Biography of Gregor Mendel, Father of Genetics

Well-Known for His Discovery of Dominant and Recessive Genes

circa 1865: Johann Gregor Mendel (1822 - 1884). Austrian botanist

 Hulton Archive / Getty Images

Gregor Mendel (July 20, 1822 - January 6, 1884), known as the Father of Genetics, is most well-known for his work with breeding and cultivating pea plants, using them to gather data about dominant and recessive genes.

Fast Facts: Gregor Mendel

Known For: Scientist, friar, and abbot of St. Thomas' Abbey who gained posthumous recognition as the founder of the modern science of genetics.

Also Known As: Johann Mendel

Born: July 20, 1822

Died: January 6, 1884

Education: University of Olomouc, University of Vienna

Early Life and Education

Johann Mendel was born in 1822 in the Austrian Empire to Anton Mendel and Rosine Schwirtlich. He was the only boy in the family and worked on the family farm with his older sister Veronica and his younger sister Theresia. Mendel took an interest in gardening and beekeeping as he grew up.

As a young boy, Mendel attended school in Opava. He went on to the University of Olomouc after graduating, where he studied many disciplines, including physics and philosophy. He attended the University from 1840 to 1843 and was forced to take a year off due to illness. In 1843, he followed his calling into the priesthood and entered the Augustinian Abbey of St. Thomas in Brno.

Personal Life

Upon entering the Abbey, Johann took the first name Gregor as a symbol of his religious life. He was sent to study at the University of Vienna in 1851 and returned to the abbey as a teacher of physics. Gregor also cared for the garden and had a set of bees on the abbey grounds. In 1867, Mendel was made an abbot of the abbey.

Genetics

Gregor Mendel is best known for his work with his pea plants in the abbey gardens. He spent about seven years planting, breeding and cultivating pea plants in an experimental part of the abbey garden that was started by the previous abbot. Through meticulous record-keeping, Mendel's experiments with pea plants became the basis for modern genetics.

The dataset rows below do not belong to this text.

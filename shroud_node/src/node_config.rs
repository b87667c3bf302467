//! Command line and config file handling for the daemon.

use std::collections::HashMap;
use std::path::{Path, PathBuf};

use clap::{Arg, Command};
use config::{Config, File as CfgFile};

use shroud::core::router::RouterConfig;

/// Options taken from the command line.
#[derive(Clone, Debug)]
pub struct NodeOpts {
    /// Path of the config file, when given.
    pub config_file: Option<PathBuf>,
    /// Directory keys, contacts and profiles live under.
    pub data_dir: PathBuf,
    /// Worker threads of the runtime; 0 picks the core count.
    pub threads: usize,
}

/// Parse command line arguments.
pub fn parse_args() -> NodeOpts {
    let matches = Command::new("shroud-node")
        .version(env!("CARGO_PKG_VERSION"))
        .about("Onion-routed overlay network router")
        .arg(
            Arg::new("config")
                .short('c')
                .long("config")
                .takes_value(true)
                .help("Path to the config file"),
        )
        .arg(
            Arg::new("data-dir")
                .short('d')
                .long("data-dir")
                .takes_value(true)
                .default_value(".")
                .help("Directory for keys, contacts and profiles"),
        )
        .arg(
            Arg::new("threads")
                .long("threads")
                .takes_value(true)
                .default_value("0")
                .help("Worker threads, 0 = number of cores"),
        )
        .get_matches();

    NodeOpts {
        config_file: matches.value_of("config").map(PathBuf::from),
        data_dir: PathBuf::from(matches.value_of("data-dir").unwrap_or(".")),
        threads: matches
            .value_of("threads")
            .and_then(|threads| threads.parse().ok())
            .unwrap_or(0),
    }
}

/** Load the config file and flatten it into `(section, key, value)`
triples for the orchestrator.

Every value is coerced to its string form; the orchestrator warns about
anything it does not recognise.
*/
pub fn load_router_config(path: Option<&Path>) -> anyhow::Result<RouterConfig> {
    let mut router_config = RouterConfig::default();
    let path = match path {
        Some(path) => path,
        None => return Ok(router_config),
    };

    let parsed = Config::builder()
        .add_source(CfgFile::from(path))
        .build()?;
    let sections: HashMap<String, HashMap<String, String>> = parsed.try_deserialize()?;

    let mut triples: Vec<(String, String, String)> = sections
        .into_iter()
        .flat_map(|(section, entries)| {
            entries
                .into_iter()
                .map(move |(key, value)| (section.clone(), key, value))
        })
        .collect();
    // deterministic application order
    triples.sort();
    for (section, key, value) in triples {
        router_config.apply(&section, &key, &value);
    }
    Ok(router_config)
}

/// Anchor the relative paths of the config under the data directory.
pub fn anchor_paths(config: &mut RouterConfig, data_dir: &Path) {
    for path in [
        &mut config.encryption_keyfile,
        &mut config.ident_keyfile,
        &mut config.transport_keyfile,
        &mut config.contact_file,
        &mut config.profiles_path,
        &mut config.netdb_dir,
    ] {
        if path.is_relative() {
            let anchored = data_dir.join(path.as_path());
            *path = anchored;
        }
    }
}

#[cfg(test)]
mod tests {
    use super::*;

    use std::io::Write;

    #[test]
    fn missing_config_uses_defaults() {
        let config = load_router_config(None).unwrap();
        assert_eq!(config.netid, shroud::packet::rc::DEFAULT_NET_ID);
        assert!(config.binds.is_empty());
    }

    #[test]
    fn toml_sections_become_triples() {
        let mut file = tempfile::Builder::new()
            .suffix(".toml")
            .tempfile()
            .unwrap();
        writeln!(
            file,
            r#"
[router]
netid = "testnet"
nickname = "edge-1"
public-address = "203.0.113.5"
public-port = 1090

[bind]
eth0 = 1090

[netdb]
dir = "/var/lib/shroud/netdb"
"#
        )
        .unwrap();

        let config = load_router_config(Some(file.path())).unwrap();
        assert_eq!(config.netid, b"testnet");
        assert_eq!(config.nickname, "edge-1");
        assert_eq!(config.public_port, Some(1090));
        assert_eq!(config.binds, vec!["eth0"]);
        assert_eq!(config.netdb_dir, PathBuf::from("/var/lib/shroud/netdb"));
    }

    #[test]
    fn anchor_only_relative_paths() {
        let mut config = RouterConfig::default();
        config.contact_file = PathBuf::from("/etc/shroud/self.signed");
        anchor_paths(&mut config, Path::new("/data"));
        assert_eq!(config.ident_keyfile, PathBuf::from("/data/identity.key"));
        assert_eq!(config.contact_file, PathBuf::from("/etc/shroud/self.signed"));
    }
}
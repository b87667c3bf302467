/*! Errors enum for packet decoding and payload decryption.
*/

use nom::error::Error as NomError;
use nom::Err;
use thiserror::Error;

/// Error that can happen when calling `get_payload` or `open` of an
/// encrypted packet part.
#[derive(Debug, PartialEq, Error)]
pub enum GetPayloadError {
    /// Error indicates that the payload could not be decrypted.
    #[error("Error to decrypt data")]
    Decrypt,
    /// Error indicates that the decrypted payload could not be parsed.
    #[error("Deserialize payload error: {:?}, data: {:?}", error, data)]
    Deserialize {
        /// Parsing error.
        error: Err<NomError<Vec<u8>>>,
        /// Payload of the packet.
        data: Vec<u8>,
    },
}

impl GetPayloadError {
    pub(crate) fn decrypt() -> GetPayloadError {
        GetPayloadError::Decrypt
    }

    pub(crate) fn deserialize(e: Err<NomError<&[u8]>>, data: Vec<u8>) -> GetPayloadError {
        GetPayloadError::Deserialize {
            error: e.map(|e| NomError::new(e.input.to_vec(), e.code)),
            data,
        }
    }
}

/// Error that can happen when checking a signed descriptor.
#[derive(Clone, Debug, Eq, PartialEq, Error)]
pub enum ContactError {
    /// The signature does not cover the canonical encoding.
    #[error("Signature check failed")]
    BadSignature,
    /// The descriptor claims to come from the future.
    #[error("Timestamp is in the future")]
    FutureTimestamp,
    /// The descriptor belongs to a different overlay network.
    #[error("Network id mismatch")]
    NetIdMismatch,
    /// The descriptor could not be canonically encoded.
    #[error("Serialization failed")]
    Encode,
}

Mendel chose pea plants as his experimental plant for many reasons. First of all, pea plants take very little outside care and grow quickly. They also have both male and female reproductive parts, so they can either cross-pollinate or self-pollinate. Perhaps most importantly, pea plants seem to show one of only two variations of many characteristics. This made the data much more clear-cut and easier to work with.

Mendel's first experiments focused on one trait at a time, and on gathering data on the variations present for several generations. These were called monohybrid experiments. He studied a total of seven characteristics. His findings showed that there were some variations that were more likely to show up over the other variations. When he bred purebred peas of differing variations, he found that in the next generation of pea plants one of the variations disappeared. When that generation was left to self-pollinate, the next generation showed a 3 to 1 ratio of the variations. He called the one that seemed to be missing from the first filial generation "recessive" and the other "dominant," since it seemed to hide the other characteristic.

These observations led Mendel to the law of segregation. He proposed that each characteristic was controlled by two alleles, one from the "mother" and one from the "father" plant. The offspring would show the variation it is coded for by the dominance of the alleles. If there is no dominant allele present, then the offspring shows the characteristic of the recessive allele. These alleles are passed down randomly during fertilization.

Link to Evolution

Mendel's work wasn't truly appreciated until the 1900s, long after his death. Mendel had unknowingly provided the Theory of Evolution with a mechanism for the passing down of traits during natural selection. As a man of strong religious conviction, Mendel did not believe in evolution during his life. However, his work has been added together with that of Charles Darwin's to make up the modern synthesis of the Theory of Evolution. Much of Mendel's early work in genetics has paved the way for modern scientists working in the field of microevolution.